_Exercise_. Would you restate the entries below word for word, starting at the first line and ending with the one that has "use tower::ServiceExt;"?

_Stored items_.
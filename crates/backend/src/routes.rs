use axum::{
    routing::{get, post},
    Router,
};

use crate::api::handlers;

/// All application routes
pub fn configure_routes() -> Router {
    Router::new()
        .route("/health", get(|| async { "ok" }))
        // ========================================
        // DASHBOARD PAGES
        // ========================================
        .route("/api/dashboard/pages", get(handlers::dashboard::list_pages))
        .route("/api/dashboard/pages/:page", get(handlers::dashboard::get_page))
        .route("/api/dashboard/render", post(handlers::dashboard::render_page))
        // ========================================
        // ARTIFACTS
        // ========================================
        .route("/api/artifacts", get(handlers::artifacts::get_status))
        .route("/api/artifacts/reload", post(handlers::artifacts::reload))
}

#[cfg(test)]
mod tests {
    use super::*;
    use axum::body::{to_bytes, Body};
    use axum::http::{header, Method, Request, StatusCode};
    use serde_json::Value;
    use tower::ServiceExt;

    async fn call(method: Method, uri: &str, body: Option<&str>) -> (StatusCode, Vec<u8>) {
        let mut request = Request::builder().method(method).uri(uri);
        let body = match body {
            Some(json) => {
                request = request.header(header::CONTENT_TYPE, "application/json");
                Body::from(json.to_string())
            }
            None => Body::empty(),
        };

        let response = configure_routes()
            .oneshot(request.body(body).unwrap())
            .await
            .unwrap();
        let status = response.status();
        let bytes = to_bytes(response.into_body(), usize::MAX).await.unwrap();
        (status, bytes.to_vec())
    }

    #[tokio::test]
    async fn test_health() {
        let (status, body) = call(Method::GET, "/health", None).await;
        assert_eq!(status, StatusCode::OK);
        assert_eq!(body, b"ok");
    }

    #[tokio::test]
    async fn test_list_pages() {
        let (status, body) = call(Method::GET, "/api/dashboard/pages", None).await;
        assert_eq!(status, StatusCode::OK);

        let pages: Value = serde_json::from_slice(&body).unwrap();
        assert_eq!(pages.as_array().map(Vec::len), Some(6));
        assert_eq!(pages[0]["id"], "overview");
    }

    #[tokio::test]
    async fn test_unknown_page_is_not_found() {
        let (status, _) = call(Method::GET, "/api/dashboard/pages/nope", None).await;
        assert_eq!(status, StatusCode::NOT_FOUND);
    }

    #[tokio::test]
    async fn test_render_with_partial_params() {
        let (status, body) = call(
            Method::POST,
            "/api/dashboard/render",
            Some(r#"{"page":"association_rules","params":{"association_rules":{"min_lift":2.0}}}"#),
        )
        .await;
        assert_eq!(status, StatusCode::OK);

        let view: Value = serde_json::from_slice(&body).unwrap();
        assert_eq!(view["page"], "association_rules");
        assert!(!view["sections"].as_array().unwrap().is_empty());
    }

    #[tokio::test]
    async fn test_malformed_render_body_is_rejected() {
        let (status, _) = call(Method::POST, "/api/dashboard/render", Some(r#"{"page":"nope"}"#)).await;
        assert!(status.is_client_error());
    }

    #[tokio::test]
    async fn test_artifact_status_lists_every_dataset() {
        let (status, body) = call(Method::GET, "/api/artifacts", None).await;
        assert_eq!(status, StatusCode::OK);

        let status_body: Value = serde_json::from_slice(&body).unwrap();
        assert_eq!(status_body["artifacts"].as_array().map(Vec::len), Some(7));
    }

    #[tokio::test]
    async fn test_reload_returns_fresh_status() {
        let (status, body) = call(Method::POST, "/api/artifacts/reload", None).await;
        assert_eq!(status, StatusCode::OK);

        let status_body: Value = serde_json::from_slice(&body).unwrap();
        assert_eq!(status_body["artifacts"].as_array().map(Vec::len), Some(7));
    }
}
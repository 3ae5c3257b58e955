use serde::{Deserialize, Serialize};
use std::str::FromStr;

/// Navigable dashboard pages, in navigation order
#[derive(Debug, Clone, Copy, PartialEq, Eq, Hash, Serialize, Deserialize)]
#[serde(rename_all = "snake_case")]
pub enum DashboardPage {
    Overview,
    CleanedData,
    TopProducts,
    AssociationRules,
    PromoScenarios,
    ExecutiveSummary,
}

impl DashboardPage {
    pub const ALL: [DashboardPage; 6] = [
        DashboardPage::Overview,
        DashboardPage::CleanedData,
        DashboardPage::TopProducts,
        DashboardPage::AssociationRules,
        DashboardPage::PromoScenarios,
        DashboardPage::ExecutiveSummary,
    ];

    /// Identifier used in URLs and request bodies
    pub fn id(&self) -> &'static str {
        match self {
            DashboardPage::Overview => "overview",
            DashboardPage::CleanedData => "cleaned_data",
            DashboardPage::TopProducts => "top_products",
            DashboardPage::AssociationRules => "association_rules",
            DashboardPage::PromoScenarios => "promo_scenarios",
            DashboardPage::ExecutiveSummary => "executive_summary",
        }
    }

    pub fn title(&self) -> &'static str {
        match self {
            DashboardPage::Overview => "Overview",
            DashboardPage::CleanedData => "Cleaned Data",
            DashboardPage::TopProducts => "Top Products",
            DashboardPage::AssociationRules => "Association Rules",
            DashboardPage::PromoScenarios => "Promo Scenarios",
            DashboardPage::ExecutiveSummary => "Executive Summary",
        }
    }
}

impl FromStr for DashboardPage {
    type Err = String;

    fn from_str(s: &str) -> Result<Self, Self::Err> {
        DashboardPage::ALL
            .iter()
            .copied()
            .find(|p| p.id() == s)
            .ok_or_else(|| format!("unknown page: {}", s))
    }
}

/// Navigation entry
#[derive(Debug, Clone, Serialize, Deserialize)]
pub struct PageInfo {
    pub id: String,
    pub title: String,
}

impl From<DashboardPage> for PageInfo {
    fn from(page: DashboardPage) -> Self {
        Self {
            id: page.id().to_string(),
            title: page.title().to_string(),
        }
    }
}

#[cfg(test)]
mod tests {
    use super::*;

    #[test]
    fn test_page_ids_match_serde_names() {
        for page in DashboardPage::ALL {
            let json = serde_json::to_string(&page).unwrap();
            assert_eq!(json, format!("\"{}\"", page.id()));
            assert_eq!(page.id().parse::<DashboardPage>(), Ok(page));
        }
    }
}
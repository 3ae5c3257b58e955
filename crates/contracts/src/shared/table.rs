use serde::{Deserialize, Serialize};
use std::fmt;

/// Value of a single table cell
#[derive(Debug, Clone, PartialEq, Serialize, Deserialize)]
#[serde(untagged)]
pub enum CellValue {
    /// Integer value
    Integer(i64),
    /// Numeric value
    Number(f64),
    /// Text value
    Text(String),
    /// Missing value
    Null,
}

/// Field spellings read as missing, besides the empty field
const MISSING_MARKERS: &[&str] = &[
    "NaN", "nan", "-NaN", "-nan", "NA", "N/A", "n/a", "#N/A", "<NA>", "NULL", "null", "None",
];

impl CellValue {
    /// Empty fields and the usual missing-value spellings (`NaN`, `N/A`, `null`, ...)
    pub fn is_missing_field(raw: &str) -> bool {
        let trimmed = raw.trim();
        trimmed.is_empty() || MISSING_MARKERS.contains(&trimmed)
    }

    /// Type a raw field of a numeric column: missing markers become `Null`,
    /// integers and floats are recognized, anything else stays text.
    pub fn from_raw(raw: &str) -> Self {
        if Self::is_missing_field(raw) {
            return CellValue::Null;
        }
        let trimmed = raw.trim();
        if let Ok(i) = trimmed.parse::<i64>() {
            return CellValue::Integer(i);
        }
        match trimmed.parse::<f64>() {
            Ok(n) if n.is_nan() => CellValue::Null,
            Ok(n) => CellValue::Number(n),
            Err(_) => CellValue::Text(raw.to_string()),
        }
    }

    /// Raw field of a text column, kept verbatim (`"0123"` stays `"0123"`)
    pub fn from_text(raw: &str) -> Self {
        if Self::is_missing_field(raw) {
            CellValue::Null
        } else {
            CellValue::Text(raw.to_string())
        }
    }

    /// Best-effort numeric reading of the cell. Text that does not parse and
    /// `NaN` read as missing.
    pub fn as_f64(&self) -> Option<f64> {
        let value = match self {
            CellValue::Integer(i) => *i as f64,
            CellValue::Number(n) => *n,
            CellValue::Text(s) => s.trim().parse::<f64>().ok()?,
            CellValue::Null => return None,
        };
        if value.is_nan() {
            None
        } else {
            Some(value)
        }
    }

    pub fn is_null(&self) -> bool {
        matches!(self, CellValue::Null)
    }
}

impl fmt::Display for CellValue {
    fn fmt(&self, f: &mut fmt::Formatter<'_>) -> fmt::Result {
        match self {
            CellValue::Integer(i) => write!(f, "{}", i),
            CellValue::Number(n) => write!(f, "{}", n),
            CellValue::Text(s) => f.write_str(s),
            CellValue::Null => Ok(()),
        }
    }
}

impl From<f64> for CellValue {
    fn from(value: f64) -> Self {
        CellValue::Number(value)
    }
}

impl From<i64> for CellValue {
    fn from(value: i64) -> Self {
        CellValue::Integer(value)
    }
}

impl From<usize> for CellValue {
    fn from(value: usize) -> Self {
        CellValue::Integer(value as i64)
    }
}

impl From<&str> for CellValue {
    fn from(value: &str) -> Self {
        CellValue::Text(value.to_string())
    }
}

impl From<String> for CellValue {
    fn from(value: String) -> Self {
        CellValue::Text(value)
    }
}

/// Row-major table payload sent to the client
#[derive(Debug, Clone, Default, PartialEq, Serialize, Deserialize)]
pub struct TableData {
    /// Column names in display order
    pub columns: Vec<String>,
    /// Rows, each with one value per column
    pub rows: Vec<Vec<CellValue>>,
}

impl TableData {
    pub fn len(&self) -> usize {
        self.rows.len()
    }

    pub fn is_empty(&self) -> bool {
        self.rows.is_empty()
    }

    /// Value at `row` in the named column
    pub fn value(&self, row: usize, column: &str) -> Option<&CellValue> {
        let index = self.columns.iter().position(|c| c == column)?;
        self.rows.get(row).and_then(|r| r.get(index))
    }
}

#[cfg(test)]
mod tests {
    use super::*;

    #[test]
    fn test_from_raw_types_fields() {
        assert_eq!(CellValue::from_raw("42"), CellValue::Integer(42));
        assert_eq!(CellValue::from_raw(" 0.05 "), CellValue::Number(0.05));
        assert_eq!(CellValue::from_raw(""), CellValue::Null);
        assert_eq!(CellValue::from_raw("NaN"), CellValue::Null);
        assert_eq!(CellValue::from_raw(" N/A "), CellValue::Null);
        assert_eq!(
            CellValue::from_raw("WHITE HANGING HEART"),
            CellValue::Text("WHITE HANGING HEART".to_string())
        );
    }

    #[test]
    fn test_from_text_keeps_leading_zeros() {
        assert_eq!(CellValue::from_text("0123"), CellValue::Text("0123".to_string()));
        assert_eq!(CellValue::from_text("null"), CellValue::Null);
        assert_eq!(CellValue::from_text(""), CellValue::Null);
    }

    #[test]
    fn test_as_f64_coerces_text() {
        assert_eq!(CellValue::Text("12.5".to_string()).as_f64(), Some(12.5));
        assert_eq!(CellValue::Text("n/a".to_string()).as_f64(), None);
        assert_eq!(CellValue::Integer(3).as_f64(), Some(3.0));
        assert_eq!(CellValue::Null.as_f64(), None);
    }

    #[test]
    fn test_untagged_json_shape() {
        let json = serde_json::to_string(&vec![
            CellValue::Integer(1),
            CellValue::Number(0.5),
            CellValue::Text("x".to_string()),
            CellValue::Null,
        ])
        .unwrap();
        assert_eq!(json, r#"[1,0.5,"x",null]"#);

        let back: Vec<CellValue> = serde_json::from_str(&json).unwrap();
        assert_eq!(back[0], CellValue::Integer(1));
        assert_eq!(back[1], CellValue::Number(0.5));
        assert_eq!(back[3], CellValue::Null);
    }

    #[test]
    fn test_table_data_value_lookup() {
        let data = TableData {
            columns: vec!["Description".to_string(), "revenue".to_string()],
            rows: vec![vec!["X".into(), CellValue::Integer(100)]],
        };
        assert_eq!(data.value(0, "revenue"), Some(&CellValue::Integer(100)));
        assert_eq!(data.value(0, "lift"), None);
        assert_eq!(data.value(1, "revenue"), None);
    }
}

_Task response_.
filename crates/backend/src/routes.rs
use axum::{
    routing::{get, post},
    Router,
};

use crate::api::handlers;

/// All application routes
pub fn configure_routes() -> Router {
    Router::new()
        .route("/health", get(|| async { "ok" }))
        // ========================================
        // DASHBOARD PAGES
        // ========================================
        .route("/api/dashboard/pages", get(handlers::dashboard::list_pages))
        .route("/api/dashboard/pages/:page", get(handlers::dashboard::get_page))
        .route("/api/dashboard/render", post(handlers::dashboard::render_page))
        // ========================================
        // ARTIFACTS
        // ========================================
        .route("/api/artifacts", get(handlers::artifacts::get_status))
        .route("/api/artifacts/reload", post(handlers::artifacts::reload))
}

#[cfg(test)]
mod tests {
    use super::*;
    use axum::body::{to_bytes, Body};
    use axum::http::{header, Method, Request, StatusCode};
    use serde_json::Value;
    use tower::ServiceExt;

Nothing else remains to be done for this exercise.